Overall dementia prevalence rises even as incidence edges down
At the national level, the picture grows more complex. A Medicare analysis conducted by the Centers for Medicare and Medicaid Services tracked dementia trends from 2015 to 2021 and found that age and sex standardized incidence declined from 3.5 percent to 2.8 percent. Fewer new cases are emerging each year at a given age.
Yet prevalence rose over the same period, from 10.5 percent to 11.8 percent among beneficiaries. More people are living longer with dementia, reflecting improved survival and better management of comorbid conditions. The result is a growing population in need of long-term support, even as prevention gains quietly accumulate.

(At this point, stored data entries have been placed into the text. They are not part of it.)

//! 聚合构造函数的显式注册
//!
//! 聚合通过 `ConstructibleAggregate::constructors` 声明可用于自动映射的构造函数，
//! 每个构造函数的形参类型序列由其 Rust 函数签名生成（支持 0 到 8 个参数），
//! 调用时按位置将类型擦除的实参还原为具体类型。
//!
use super::error::MappingError;
use super::property::{MappedProperty, ParamType, PropertyValue};
use ddd_domain::aggregate::{Aggregate, NewAggregate};
use std::any::{Any, TypeId, type_name};
use std::fmt;

/// 构造函数调用结果：外层为实参映射错误，内层为聚合自身的构造错误
pub type Invocation<A> = Result<Result<NewAggregate<A>, <A as Aggregate>::Error>, MappingError>;

type InvokeFn<A> = Box<dyn Fn(Arguments) -> Invocation<A> + Send + Sync>;

/// 可由命令自动创建的聚合
pub trait ConstructibleAggregate: Aggregate {
    /// 聚合的构造函数表；每次解析时重新获取，不做缓存
    fn constructors() -> AggregateConstructors<Self>
    where
        Self: Sized;
}

/// 构造函数形参描述
#[derive(Clone, Copy, Debug, PartialEq, Eq)]
pub struct Parameter {
    position: usize,
    ty: ParamType,
}

impl Parameter {
    pub fn position(&self) -> usize {
        self.position
    }

    pub fn ty(&self) -> ParamType {
        self.ty
    }
}

/// 按位置排列的构造函数实参
#[derive(Debug)]
pub struct Arguments {
    values: std::vec::IntoIter<PropertyValue>,
    position: usize,
}

impl Arguments {
    pub fn new(values: Vec<PropertyValue>) -> Self {
        Self {
            values: values.into_iter(),
            position: 0,
        }
    }

    /// 剩余未取出的实参数量
    pub fn len(&self) -> usize {
        self.values.len()
    }

    pub fn is_empty(&self) -> bool {
        self.len() == 0
    }

    /// 按顺序取出下一个实参并还原为 `T`
    ///
    /// `T` 为 `PropertyValue` 时直接交出类型擦除的值。
    pub fn take<T: Send + 'static>(&mut self) -> Result<T, MappingError> {
        let position = self.position;
        let Some(value) = self.values.next() else {
            return Err(MappingError::ArgumentCount {
                expected: position + 1,
                found: position,
            });
        };
        self.position += 1;

        if TypeId::of::<T>() == TypeId::of::<PropertyValue>() {
            let erased: Box<dyn Any> = Box::new(value);
            return match erased.downcast::<T>() {
                Ok(value) => Ok(*value),
                Err(_) => Err(MappingError::ArgumentType {
                    position,
                    expected: type_name::<T>(),
                    found: type_name::<PropertyValue>(),
                }),
            };
        }

        let found = value.ty().name();
        value
            .downcast::<T>()
            .map_err(|_| MappingError::ArgumentType {
                position,
                expected: type_name::<T>(),
                found,
            })
    }
}

/// 可注册为聚合构造函数的函数：`Fn(T1, .., Tn) -> Result<NewAggregate<A>, A::Error>`
pub trait ConstructorFn<A, Args>: Send + Sync + 'static
where
    A: Aggregate,
{
    fn parameter_types() -> Vec<ParamType>;

    fn invoke(&self, arguments: Arguments) -> Invocation<A>;
}

macro_rules! impl_constructor_fn {
    ($($ty:ident),*) => {
        #[allow(non_snake_case, unused_mut, unused_variables)]
        impl<A, F, $($ty,)*> ConstructorFn<A, ($($ty,)*)> for F
        where
            A: Aggregate,
            F: Fn($($ty),*) -> Result<NewAggregate<A>, A::Error> + Send + Sync + 'static,
            $($ty: Send + 'static,)*
        {
            fn parameter_types() -> Vec<ParamType> {
                vec![$(ParamType::of::<$ty>()),*]
            }

            fn invoke(&self, mut arguments: Arguments) -> Invocation<A> {
                $(let $ty = arguments.take::<$ty>()?;)*
                Ok((self)($($ty),*))
            }
        }
    };
}

impl_constructor_fn!();
impl_constructor_fn!(T1);
impl_constructor_fn!(T1, T2);
impl_constructor_fn!(T1, T2, T3);
impl_constructor_fn!(T1, T2, T3, T4);
impl_constructor_fn!(T1, T2, T3, T4, T5);
impl_constructor_fn!(T1, T2, T3, T4, T5, T6);
impl_constructor_fn!(T1, T2, T3, T4, T5, T6, T7);
impl_constructor_fn!(T1, T2, T3, T4, T5, T6, T7, T8);

/// 已注册的聚合构造函数
pub struct Constructor<A>
where
    A: Aggregate,
{
    name: &'static str,
    parameters: Vec<Parameter>,
    invoke: InvokeFn<A>,
}

impl<A> Constructor<A>
where
    A: Aggregate,
{
    pub fn new<Args, F>(name: &'static str, f: F) -> Self
    where
        Args: 'static,
        F: ConstructorFn<A, Args>,
    {
        let parameters = F::parameter_types()
            .into_iter()
            .enumerate()
            .map(|(position, ty)| Parameter { position, ty })
            .collect();

        Self {
            name,
            parameters,
            invoke: Box::new(move |arguments| f.invoke(arguments)),
        }
    }

    pub fn name(&self) -> &'static str {
        self.name
    }

    pub fn parameters(&self) -> &[Parameter] {
        &self.parameters
    }

    pub fn arity(&self) -> usize {
        self.parameters.len()
    }

    /// 逐位置判断形参能否接收对应属性；数量不同时视为不匹配
    pub fn accepts(&self, properties: &[MappedProperty]) -> bool {
        self.parameters.len() == properties.len()
            && self
                .parameters
                .iter()
                .zip(properties)
                .all(|(param, prop)| param.ty.is_assignable_from(&prop.ty()))
    }

    pub fn invoke(&self, arguments: Arguments) -> Invocation<A> {
        (self.invoke)(arguments)
    }
}

impl<A> fmt::Debug for Constructor<A>
where
    A: Aggregate,
{
    fn fmt(&self, f: &mut fmt::Formatter<'_>) -> fmt::Result {
        f.debug_struct("Constructor")
            .field("aggregate_type", &A::TYPE)
            .field("name", &self.name)
            .field("parameters", &self.parameters)
            .finish()
    }
}

/// 聚合类型描述：按注册顺序排列的构造函数表
pub struct AggregateConstructors<A>
where
    A: Aggregate,
{
    constructors: Vec<Constructor<A>>,
}

impl<A> Default for AggregateConstructors<A>
where
    A: Aggregate,
{
    fn default() -> Self {
        Self {
            constructors: Vec::new(),
        }
    }
}

impl<A> AggregateConstructors<A>
where
    A: Aggregate,
{
    pub fn new() -> Self {
        Self::default()
    }

    /// 注册构造函数（链式）
    pub fn with<Args, F>(mut self, name: &'static str, f: F) -> Self
    where
        Args: 'static,
        F: ConstructorFn<A, Args>,
    {
        self.push(Constructor::new(name, f));
        self
    }

    pub fn push(&mut self, constructor: Constructor<A>) {
        self.constructors.push(constructor);
    }

    pub fn iter(&self) -> std::slice::Iter<'_, Constructor<A>> {
        self.constructors.iter()
    }

    pub fn len(&self) -> usize {
        self.constructors.len()
    }

    pub fn is_empty(&self) -> bool {
        self.constructors.is_empty()
    }
}

impl<A> fmt::Debug for AggregateConstructors<A>
where
    A: Aggregate,
{
    fn fmt(&self, f: &mut fmt::Formatter<'_>) -> fmt::Result {
        f.debug_list().entries(&self.constructors).finish()
    }
}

Researchers warn that the national dementia burden is set to double
Looking forward, the curve bends sharply upward. A recent analysis from NYU Langone Health, published in Nature Medicine, estimates that the lifetime risk of developing dementia after age 55 is now about 42 percent, more than double earlier estimates from decades past. Annual new cases are projected to rise from roughly 500,000 today to about 1 million by 2060.
Data compiled by the Alzheimer’s Association illustrates why geography matters so much. About 5 percent of Americans aged 65 to 74 live with Alzheimer’s dementia, 13.2 percent of those aged 75 to 84, and roughly one-third of those 85 and older. States with older populations inevitably rise to the top of the charts.
Key Takeaway
The new Alzheimer’s mapping makes one truth unmistakable. Dementia in the United States is not evenly distributed. East and Southeastern states now carry the heaviest burden, shaped by age, race, chronic disease, and place.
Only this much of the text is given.